Doch erstaunlich; während Generalsuperintendent Otto Dibellus meinte, die Kirche habe "1945 da wieder anzufangen, wo wir 1933 aufgehört haben", verstand Niemöller sich auch als Mittäter, "wir bekennen, daß wir nicht brennend genug geliebt haben", er verstand es als Schuld, daß er bis 1933 Hitler vertraut hatte und daß es den Deutschen, die wußten, daß es nicht nicht gelungen war, den braunen Fanatismus auf dem Weg an die Macht, in die Massenverfolgung und in den Krieg aufgehalten zu haben. Anfangen, wie man aufgehört hatte - das hätte die Wiederholung eines Duckmäusertums bedeutet, das die Kirche in letzter Logik auch einem verbrecherischen Staat untertan macht.

Die Kirche konnte für ihn vieles sein, aber nicht Gehilfe staatlicher Autorität, und da er just dies in den evangelischen Kirchen sich entwickeln sah, konnte er über die "Firma" später sagen: "Ich habe unter der Kirche nach 1945 mehr gelitten als unter dem ganzen Nationalsozialismus." Was wieder viele fälschlich als Verharmlosung des Hitler-Systems zu verstehen meinten.

Dies aber war wohl das geringste Mißverständnis, dem sich Niemöller ausgesetzt sah. Für ihn, der die Menschheit als einiges Geschöpf verstand, war es selbstverständlich, auch mit Sowjetmenschen zu reden, 1952 reiste er zuerst nach Moskau; einer, der konsequent den Frieden für unteilbar ansieht, mußte nach seinem Verständnis auch in der (Prager) Christlichen Friedenskonferenz mitarbeiten, er konnte nicht Leuten die Zusammenarbeit verweigern, nur weil sie Kommunisten waren, wenn sie für Versöhnung und Frieden auftraten.

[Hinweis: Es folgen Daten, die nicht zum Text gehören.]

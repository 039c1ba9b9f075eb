use super::{http_client, send_guarded, AuthTokenProvider, ProfileStore};
use crate::circuit_breaker::{ApiCircuitBreaker, ApiCircuitBreakerConfig};
use crate::models::{GameStatsUpdate, UpgradeState, UserProfile, Wallet};
use anyhow::{anyhow, Context, Result};
use async_trait::async_trait;
use reqwest::{Client, RequestBuilder};
use serde::Deserialize;
use serde_json::json;
use std::sync::Arc;
use tracing::debug;

#[derive(Debug, Deserialize)]
struct UpgradesResponse {
    profile: UserProfile,
}

/// Player profile held by the game backend
#[derive(Clone)]
pub struct HttpProfileStore {
    client: Client,
    base_url: String,
    auth: Arc<dyn AuthTokenProvider>,
    circuit_breaker: Arc<ApiCircuitBreaker>,
}

impl std::fmt::Debug for HttpProfileStore {
    fn fmt(&self, f: &mut std::fmt::Formatter<'_>) -> std::fmt::Result {
        f.debug_struct("HttpProfileStore")
            .field("base_url", &self.base_url)
            .field("circuit_breaker_state", &self.circuit_breaker.state())
            .finish()
    }
}

impl HttpProfileStore {
    pub fn new(
        base_url: &str,
        auth: Arc<dyn AuthTokenProvider>,
        config: ApiCircuitBreakerConfig,
    ) -> Self {
        Self {
            client: http_client(),
            base_url: base_url.trim_end_matches('/').to_string(),
            auth,
            circuit_breaker: Arc::new(ApiCircuitBreaker::new("profile", config)),
        }
    }

    async fn authorized(&self, request: RequestBuilder) -> Result<RequestBuilder> {
        let token = self
            .auth
            .auth_token()
            .await?
            .ok_or_else(|| anyhow!("User not authenticated"))?;
        Ok(request.bearer_auth(token))
    }

    async fn send_json<T: serde::de::DeserializeOwned>(
        &self,
        request: RequestBuilder,
        what: &str,
    ) -> Result<T> {
        let request = self.authorized(request).await?;
        let resp = send_guarded(&self.circuit_breaker, request, what).await?;
        if !resp.status().is_success() {
            return Err(anyhow!("Failed to {}: status {}", what, resp.status()));
        }
        resp.json::<T>()
            .await
            .with_context(|| format!("invalid {} response", what))
    }
}

#[async_trait]
impl ProfileStore for HttpProfileStore {
    async fn fetch_wallet(&self) -> Result<Wallet> {
        let request = self.client.get(format!("{}/api/protected/money", self.base_url));
        let wallet: Wallet = self.send_json(request, "fetch money").await?;
        debug!("Wallet: {} money, {} upgrades", wallet.money, wallet.upgrades.len());
        Ok(wallet)
    }

    async fn update_user_upgrades(&self, money: i64, upgrades: &UpgradeState) -> Result<UserProfile> {
        let request = self
            .client
            .post(format!("{}/api/protected/upgrades", self.base_url))
            .json(&json!({ "money": money, "upgrades": upgrades }));
        let resp: UpgradesResponse = self.send_json(request, "update upgrades").await?;
        Ok(resp.profile)
    }

    async fn update_user_stats(&self, stats: &GameStatsUpdate) -> Result<()> {
        let request = self
            .client
            .post(format!("{}/api/users/stats", self.base_url))
            .json(&json!({ "stats": stats }));
        let _: serde_json::Value = self.send_json(request, "update stats").await?;
        Ok(())
    }
}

Da mag der Vorwurf der politischen Naivität nicht ausbleiben. Da mochte auch Niemöller von seinen Gegnern als "nützlicher Idiot Moskaus" abgetan werden. Doch sein Menschenbild war in anderem Sinne politisch, als seine Gegner und wohl auch viele seiner Bewunderer vermutet haben: Er sah alle Menschen als Geschöpfe Gottes, ausgestattet auch mit der Möglichkeit, Fehler zu machen; Weltanschauungen und Religionen, auch Atheismus, können die Eigenschaft des Menschlichen nicht nehmen. In diesem Sinne, übergreifend, war Niemölle nicht apolitisch, aber jeglicher politischer Bindung fern.

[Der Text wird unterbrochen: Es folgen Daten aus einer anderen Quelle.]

//! Fact checking against Google Fact Check Tools with a news fallback.

use super::news::{NewsApiClient, DEFAULT_PAGE_SIZE};
use super::{http_client, FactCheckService};
use crate::circuit_breaker::{ApiCircuitBreaker, ApiCircuitBreakerConfig};
use crate::classifier::rating_indicates_misinformation;
use crate::keywords::{extract_key_terms, DEFAULT_MAX_KEYWORDS};
use crate::models::{ClaimReview, FactCheckKind, FactCheckOutcome};
use anyhow::{anyhow, Context, Result};
use async_trait::async_trait;
use reqwest::Client;
use serde::Deserialize;
use std::sync::Arc;
use tracing::{debug, info, warn};

pub const FACT_CHECK_API_URL: &str = "https://factchecktools.googleapis.com/v1alpha1/claims:search";

#[derive(Debug, Default, Deserialize)]
struct ClaimSearchResponse {
    #[serde(default)]
    claims: Vec<ApiClaim>,
}

#[derive(Debug, Deserialize)]
#[serde(rename_all = "camelCase")]
struct ApiClaim {
    #[serde(default)]
    text: String,
    claimant: Option<String>,
    #[serde(default)]
    claim_review: Vec<ApiReview>,
}

#[derive(Debug, Deserialize)]
#[serde(rename_all = "camelCase")]
struct ApiReview {
    publisher: Option<ApiPublisher>,
    url: Option<String>,
    textual_rating: Option<String>,
}

#[derive(Debug, Deserialize)]
struct ApiPublisher {
    name: Option<String>,
    site: Option<String>,
}

fn parse_claims(body: ClaimSearchResponse) -> Vec<ClaimReview> {
    body.claims
        .into_iter()
        .map(|claim| {
            let review = claim.claim_review.into_iter().next();
            let (publisher, url, textual_rating) = match review {
                Some(r) => (
                    r.publisher.and_then(|p| p.name.or(p.site)),
                    r.url,
                    r.textual_rating,
                ),
                None => (None, None, None),
            };
            ClaimReview {
                claim_text: claim.text,
                claimant: claim.claimant,
                publisher,
                url,
                textual_rating,
            }
        })
        .collect()
}

/// Whether the evidence says the claim is misinformation. `None` without rated claims.
pub fn verdict(outcome: &FactCheckOutcome) -> Option<bool> {
    if outcome.kind != FactCheckKind::FactCheck {
        return None;
    }
    let ratings: Vec<&str> = outcome
        .claims
        .iter()
        .filter_map(|c| c.textual_rating.as_deref())
        .collect();
    if ratings.is_empty() {
        return None;
    }
    Some(ratings.into_iter().any(rating_indicates_misinformation))
}

#[derive(Clone)]
pub struct GoogleFactCheckClient {
    client: Client,
    api_key: Option<String>,
    base_url: String,
    circuit_breaker: Arc<ApiCircuitBreaker>,
}

impl std::fmt::Debug for GoogleFactCheckClient {
    fn fmt(&self, f: &mut std::fmt::Formatter<'_>) -> std::fmt::Result {
        f.debug_struct("GoogleFactCheckClient")
            .field("configured", &self.api_key.is_some())
            .field("circuit_breaker_state", &self.circuit_breaker.state())
            .finish()
    }
}

impl GoogleFactCheckClient {
    pub fn new(api_key: Option<String>, config: ApiCircuitBreakerConfig) -> Self {
        Self {
            client: http_client(),
            api_key: api_key.filter(|k| !k.is_empty()),
            base_url: FACT_CHECK_API_URL.to_string(),
            circuit_breaker: Arc::new(ApiCircuitBreaker::new("fact_check", config)),
        }
    }

    pub fn with_base_url(mut self, base_url: &str) -> Self {
        self.base_url = base_url.to_string();
        self
    }

    pub fn is_configured(&self) -> bool {
        self.api_key.is_some()
    }

    pub async fn search(&self, query: &str) -> Result<Vec<ClaimReview>> {
        let api_key = self
            .api_key
            .as_deref()
            .ok_or_else(|| anyhow!("FACT_CHECK_API_KEY is not set"))?;
        self.circuit_breaker
            .call(self.search_internal(query, api_key))
            .await
    }

    async fn search_internal(&self, query: &str, api_key: &str) -> Result<Vec<ClaimReview>> {
        let resp = self
            .client
            .get(&self.base_url)
            .header("Accept", "application/json")
            .query(&[("query", query), ("key", api_key), ("languageCode", "en")])
            .send()
            .await
            .context("fact check request failed")?;
        if !resp.status().is_success() {
            return Err(anyhow!("fact check API returned status: {}", resp.status()));
        }
        let body: ClaimSearchResponse = resp.json().await.context("invalid fact check payload")?;
        Ok(parse_claims(body))
    }
}

/// Fact checks first by key terms, then by the full claim, then falls back to news
#[derive(Debug, Clone)]
pub struct FactChecker {
    google: GoogleFactCheckClient,
    news: NewsApiClient,
    max_keywords: usize,
}

impl FactChecker {
    pub fn new(google: GoogleFactCheckClient, news: NewsApiClient) -> Self {
        Self {
            google,
            news,
            max_keywords: DEFAULT_MAX_KEYWORDS,
        }
    }

    pub fn from_keys(
        fact_check_api_key: Option<String>,
        news_api_key: Option<String>,
        config: ApiCircuitBreakerConfig,
    ) -> Self {
        Self::new(
            GoogleFactCheckClient::new(fact_check_api_key, config.clone()),
            NewsApiClient::new(news_api_key, config),
        )
    }

    /// Claims for the key-term query, or the full claim when that finds nothing
    async fn search_claims(&self, claim: &str, key_terms: &[String]) -> Result<Vec<ClaimReview>> {
        if !key_terms.is_empty() {
            let query = key_terms.join(" ");
            let claims = self.google.search(&query).await?;
            if !claims.is_empty() {
                return Ok(claims);
            }
            debug!("No fact checks for \"{}\", trying the full claim", query);
        }
        self.google.search(claim).await
    }
}

#[async_trait]
impl FactCheckService for FactChecker {
    async fn check_fact(&self, claim: &str) -> Result<FactCheckOutcome> {
        let claim = claim.trim();
        if claim.is_empty() {
            return Ok(FactCheckOutcome::not_found("Claim is required."));
        }
        let key_terms = extract_key_terms(claim, self.max_keywords);
        info!("Fact checking with terms {:?}", key_terms);

        let mut failed = false;
        if self.google.is_configured() {
            match self.search_claims(claim, &key_terms).await {
                Ok(claims) if !claims.is_empty() => return Ok(FactCheckOutcome::claims(claims)),
                Ok(_) => {}
                Err(e) => {
                    warn!("Fact check lookup failed: {:#}", e);
                    failed = true;
                }
            }
        }

        if self.news.is_configured() {
            match self.news.search(&key_terms, DEFAULT_PAGE_SIZE).await {
                Ok(outcome) if outcome.found => return Ok(outcome),
                Ok(_) => {}
                Err(e) => {
                    warn!("News lookup failed: {:#}", e);
                    failed = true;
                }
            }
        }

        if failed {
            return Ok(FactCheckOutcome::unavailable());
        }
        if !self.google.is_configured() && !self.news.is_configured() {
            return Ok(FactCheckOutcome::not_found("Fact checking is not configured."));
        }
        Ok(FactCheckOutcome::not_found("No fact checks found for this claim."))
    }
}

#[cfg(test)]
mod tests {
    use super::*;

    const SAMPLE: &str = r#"{
        "claims": [
            {
                "text": "Masks cause oxygen deficiency",
                "claimant": "Social media users",
                "claimDate": "2020-06-01T00:00:00Z",
                "claimReview": [
                    {
                        "publisher": { "name": "PolitiFact", "site": "politifact.com" },
                        "url": "https://www.politifact.com/x",
                        "title": "No, masks do not",
                        "textualRating": "Pants on Fire",
                        "languageCode": "en"
                    }
                ]
            },
            { "text": "Unreviewed claim" }
        ]
    }"#;

    #[test]
    fn test_parse_claims() {
        let body: ClaimSearchResponse = serde_json::from_str(SAMPLE).unwrap();
        let claims = parse_claims(body);
        assert_eq!(claims.len(), 2);
        assert_eq!(claims[0].publisher.as_deref(), Some("PolitiFact"));
        assert_eq!(claims[0].textual_rating.as_deref(), Some("Pants on Fire"));
        assert_eq!(claims[1].url, None);
    }

    #[test]
    fn test_empty_response() {
        let body: ClaimSearchResponse = serde_json::from_str("{}").unwrap();
        assert!(parse_claims(body).is_empty());
    }

    #[test]
    fn test_verdict() {
        let body: ClaimSearchResponse = serde_json::from_str(SAMPLE).unwrap();
        let outcome = FactCheckOutcome::claims(parse_claims(body));
        assert_eq!(verdict(&outcome), Some(true));
        assert_eq!(verdict(&FactCheckOutcome::unavailable()), None);
    }

    #[tokio::test]
    async fn test_unconfigured_checker() {
        let checker = FactChecker::from_keys(None, None, ApiCircuitBreakerConfig::default());
        let outcome = checker.check_fact("Masks cause lung damage").await.unwrap();
        assert!(!outcome.found);
        assert_eq!(outcome.kind, FactCheckKind::None);

        let empty = checker.check_fact("   ").await.unwrap();
        assert_eq!(empty.message.as_deref(), Some("Claim is required."));
    }

    #[tokio::test]
    async fn test_transport_failure_degrades_to_unavailable() {
        let checker = FactChecker::new(
            GoogleFactCheckClient::new(Some("key".into()), ApiCircuitBreakerConfig::default())
                .with_base_url("http://127.0.0.1:9/claims:search"),
            NewsApiClient::new(None, ApiCircuitBreakerConfig::default()),
        );
        let outcome = checker.check_fact("Vaccines cause autism").await.unwrap();
        assert_eq!(outcome, FactCheckOutcome::unavailable());
    }

    #[tokio::test]
    #[ignore] // Requires network
    async fn test_live_fact_check() {
        let checker = FactChecker::from_keys(
            std::env::var("FACT_CHECK_API_KEY").ok(),
            std::env::var("NEWS_API_KEY").ok(),
            ApiCircuitBreakerConfig::default(),
        );
        let outcome = checker.check_fact("Vaccines cause autism").await.unwrap();
        println!("{:?}", outcome);
    }
}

Der unbeugsame Martin Niemöller ist oft geehrt worden; den Lenin-Friedenspreis (ihn anzunehmen rückt jeden Bundesbürger in roten Verdacht) stiftete er zu gleichen Teilen einem Krankenhaus in Nordvietnam und der Deutschen Friedensgesellschaft, er trug indes auch die höchsten Auszeichnungen der Bundesrepublik und des Landes Hessen, die goldene DDR-Friedensmedaille und die Albert-Schweitzer-Friedensmedaille.

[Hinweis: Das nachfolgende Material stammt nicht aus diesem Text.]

// Shared models for the moderation simulator
use chrono::{DateTime, Utc};
use serde::{Deserialize, Serialize};
use std::collections::BTreeMap;
use std::fmt;
use std::str::FromStr;

pub mod raw;

pub use raw::RawTweetRecord;

/// Tweet identifier as handed out by the tweet source
pub type TweetId = String;

// ============================================================================
// Tweets & Feed
// ============================================================================

/// A tweet as served by the tweet source. Immutable for the length of a session.
#[derive(Debug, Clone, PartialEq, Serialize, Deserialize)]
pub struct Tweet {
    pub id: TweetId,
    pub author: String,
    pub content: String,
    pub timestamp: DateTime<Utc>,
    pub likes: u64,
    pub shares: u64,
    pub profile_pic: String,
    #[serde(default)]
    pub media_files: Vec<String>,
    #[serde(default)]
    pub hashtags: String,
    /// Ground-truth label used for scoring
    pub is_disinfo: bool,
}

/// A tweet that has been revealed in the visible feed
#[derive(Debug, Clone, PartialEq, Serialize, Deserialize)]
pub struct FeedEntry {
    pub tweet: Tweet,
    /// Display flag, cleared shortly after insertion
    pub is_new: bool,
    /// Session-relative milliseconds at which the entry was injected
    pub appeared_at_ms: u64,
}

impl FeedEntry {
    pub fn new(tweet: Tweet, appeared_at_ms: u64) -> Self {
        Self {
            tweet,
            is_new: true,
            appeared_at_ms,
        }
    }

    pub fn id(&self) -> &str {
        &self.tweet.id
    }

    /// Milliseconds between injection and `now_ms` (never negative)
    pub fn reaction_ms(&self, now_ms: u64) -> u64 {
        now_ms.saturating_sub(self.appeared_at_ms)
    }
}

// ============================================================================
// Moderation
// ============================================================================

#[derive(Debug, Clone, Copy, PartialEq, Eq, Hash, Serialize, Deserialize)]
#[serde(rename_all = "lowercase")]
pub enum ModerationAction {
    Approve,
    Flag,
    #[serde(rename = "factcheck")]
    FactCheck,
}

impl ModerationAction {
    pub fn as_str(&self) -> &'static str {
        match self {
            ModerationAction::Approve => "approve",
            ModerationAction::Flag => "flag",
            ModerationAction::FactCheck => "factcheck",
        }
    }
}

impl fmt::Display for ModerationAction {
    fn fmt(&self, f: &mut fmt::Formatter<'_>) -> fmt::Result {
        f.write_str(self.as_str())
    }
}

impl FromStr for ModerationAction {
    type Err = String;

    fn from_str(s: &str) -> Result<Self, Self::Err> {
        match s.trim().to_lowercase().as_str() {
            "approve" | "a" => Ok(ModerationAction::Approve),
            "flag" | "f" => Ok(ModerationAction::Flag),
            "factcheck" | "fact-check" | "check" | "c" => Ok(ModerationAction::FactCheck),
            other => Err(format!("unknown moderation action: {}", other)),
        }
    }
}

/// One entry per flag/approve decision
#[derive(Debug, Clone, PartialEq, Eq, Serialize, Deserialize)]
pub struct ProcessedRecord {
    pub tweet_id: TweetId,
    pub was_misinformation: bool,
    pub was_flagged: bool,
}

/// Per-session counters, reset at session start
#[derive(Debug, Clone, Copy, Default, PartialEq, Eq, Serialize, Deserialize)]
pub struct ScoreBreakdown {
    pub correct_flags: u32,
    pub incorrect_flags: u32,
    pub missed_misinformation: u32,
    pub speed_bonus: i64,
}

// ============================================================================
// Session
// ============================================================================

#[derive(Debug, Clone, Copy, PartialEq, Eq, Serialize, Deserialize)]
#[serde(rename_all = "snake_case")]
pub enum GamePhase {
    Welcome,
    Loading,
    Playing,
    GameOver,
}

impl GamePhase {
    pub fn as_str(&self) -> &'static str {
        match self {
            GamePhase::Welcome => "welcome",
            GamePhase::Loading => "loading",
            GamePhase::Playing => "playing",
            GamePhase::GameOver => "gameover",
        }
    }
}

impl fmt::Display for GamePhase {
    fn fmt(&self, f: &mut fmt::Formatter<'_>) -> fmt::Result {
        f.write_str(self.as_str())
    }
}

/// User-selectable feed cadence
#[derive(Debug, Clone, Copy, PartialEq, Eq, Serialize, Deserialize)]
#[serde(rename_all = "lowercase")]
pub enum FeedSpeed {
    Slow,
    Normal,
    Fast,
}

impl FeedSpeed {
    /// Multiplier applied to the refresh rate
    pub fn multiplier(&self) -> f64 {
        match self {
            FeedSpeed::Slow => 0.5,
            FeedSpeed::Normal => 1.0,
            FeedSpeed::Fast => 2.0,
        }
    }

    pub fn as_str(&self) -> &'static str {
        match self {
            FeedSpeed::Slow => "slow",
            FeedSpeed::Normal => "normal",
            FeedSpeed::Fast => "fast",
        }
    }
}

impl Default for FeedSpeed {
    fn default() -> Self {
        FeedSpeed::Normal
    }
}

impl FromStr for FeedSpeed {
    type Err = String;

    fn from_str(s: &str) -> Result<Self, Self::Err> {
        match s.trim().to_lowercase().as_str() {
            "slow" | "0.5" => Ok(FeedSpeed::Slow),
            "normal" | "1" | "1.0" => Ok(FeedSpeed::Normal),
            "fast" | "2" | "2.0" => Ok(FeedSpeed::Fast),
            other => Err(format!("unknown feed speed: {}", other)),
        }
    }
}

/// Stats reported once a session reaches gameover
#[derive(Debug, Clone, PartialEq, Serialize, Deserialize)]
pub struct FinalGameStats {
    pub score: i64,
    pub base_score: i64,
    pub time_score: i64,
    pub speed_bonus: i64,
    pub messages_handled: u32,
    pub correct_flags: u32,
    pub incorrect_flags: u32,
    pub missed_misinformation: u32,
    /// Tweets that appeared in the feed at any point
    pub total_messages: u32,
    pub selected_hashtag: Option<String>,
}

// ============================================================================
// Fact checks
// ============================================================================

#[derive(Debug, Clone, Copy, PartialEq, Eq, Serialize, Deserialize)]
#[serde(rename_all = "snake_case")]
pub enum FactCheckKind {
    FactCheck,
    News,
    None,
}

/// A reviewed claim from the fact check service
#[derive(Debug, Clone, PartialEq, Serialize, Deserialize)]
pub struct ClaimReview {
    pub claim_text: String,
    pub claimant: Option<String>,
    pub publisher: Option<String>,
    pub url: Option<String>,
    pub textual_rating: Option<String>,
}

/// A news article returned by the news fallback
#[derive(Debug, Clone, PartialEq, Serialize, Deserialize)]
pub struct NewsArticle {
    pub title: String,
    pub description: Option<String>,
    pub source: Option<String>,
    pub url: String,
    pub published_at: Option<String>,
    pub image_url: Option<String>,
}

/// Evidence attached to a tweet after a fact check
#[derive(Debug, Clone, PartialEq, Serialize, Deserialize)]
pub struct FactCheckOutcome {
    pub found: bool,
    pub kind: FactCheckKind,
    #[serde(default)]
    pub claims: Vec<ClaimReview>,
    #[serde(default)]
    pub articles: Vec<NewsArticle>,
    pub message: Option<String>,
}

impl FactCheckOutcome {
    pub fn claims(claims: Vec<ClaimReview>) -> Self {
        Self {
            found: !claims.is_empty(),
            kind: FactCheckKind::FactCheck,
            claims,
            articles: Vec::new(),
            message: None,
        }
    }

    pub fn articles(articles: Vec<NewsArticle>) -> Self {
        Self {
            found: !articles.is_empty(),
            kind: FactCheckKind::News,
            claims: Vec::new(),
            articles,
            message: None,
        }
    }

    pub fn not_found(message: impl Into<String>) -> Self {
        Self {
            found: false,
            kind: FactCheckKind::None,
            claims: Vec::new(),
            articles: Vec::new(),
            message: Some(message.into()),
        }
    }

    /// The collaborator could not be reached
    pub fn unavailable() -> Self {
        Self::not_found("Fact check service unavailable.")
    }

    /// The player has no fact checks left
    pub fn exhausted() -> Self {
        Self::not_found("You've used all your fact checks! Make your best judgment.")
    }
}

// ============================================================================
// Profile
// ============================================================================

/// Upgrade id -> purchased level
pub type UpgradeState = BTreeMap<String, u32>;

/// Money and upgrade levels stored on the player profile
#[derive(Debug, Clone, Default, PartialEq, Serialize, Deserialize)]
pub struct Wallet {
    #[serde(default)]
    pub money: i64,
    #[serde(default)]
    pub upgrades: UpgradeState,
}

#[derive(Debug, Clone, PartialEq, Serialize, Deserialize)]
#[serde(rename_all = "camelCase")]
pub struct UserProfile {
    pub user_id: String,
    pub username: Option<String>,
    pub email: Option<String>,
    #[serde(default)]
    pub money: i64,
    #[serde(default)]
    pub upgrades: UpgradeState,
}

/// Per-game stats sent to the profile store
#[derive(Debug, Clone, Copy, PartialEq, Eq, Serialize, Deserialize)]
#[serde(rename_all = "camelCase")]
pub struct GameStatsUpdate {
    pub score: i64,
    pub correct_flags: u32,
    pub incorrect_flags: u32,
}

impl From<&FinalGameStats> for GameStatsUpdate {
    fn from(stats: &FinalGameStats) -> Self {
        Self {
            score: stats.score,
            correct_flags: stats.correct_flags,
            incorrect_flags: stats.incorrect_flags,
        }
    }
}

Ein Welt-Christ also? Seiner Heimatstadt Lippstadt (in Lotte bei Lippstadt ist er am 14. Januar 1892 geboren) war er eher verdächtig. Über Jahre hat sich der Versuch einiger engagierter Bürger von Lotte hingezogen, ihm die Ehrenbürgerwürde zu verleihen; das lehnte der Gemeinderat Ende 1982 ab, weil er als "fanatischer Pazifist" (welche Gesellschaft ist das, in der Pazifismus und Fanatismus sich begrifflich verkoppeln können?) "sein eigenes Vaterland beschimpft" habe.

Wenn einer wie Martin Niemöller in seiner Religion sein Vaterland sieht, mag ihn dies letztlich wenig berührt haben. Wenn aber einer den Weg gefunden hat vom U-Boot-Kommandanten über den Leiter eines rechtsradikalen Freikorps bis zum Verdacht, so anders als alle zu sein, daß er eigentlich nur ein Roter sein könne, so zeigt dieser Lebensweg durch seine Ungewöhnlichkeit, was wir alles als gewöhnlich zu betrachten uns anerzogen haben. Große der Art Martin Niemöllers werden wohl immer umstritten bleiben, zu Lebzeiten und nachher.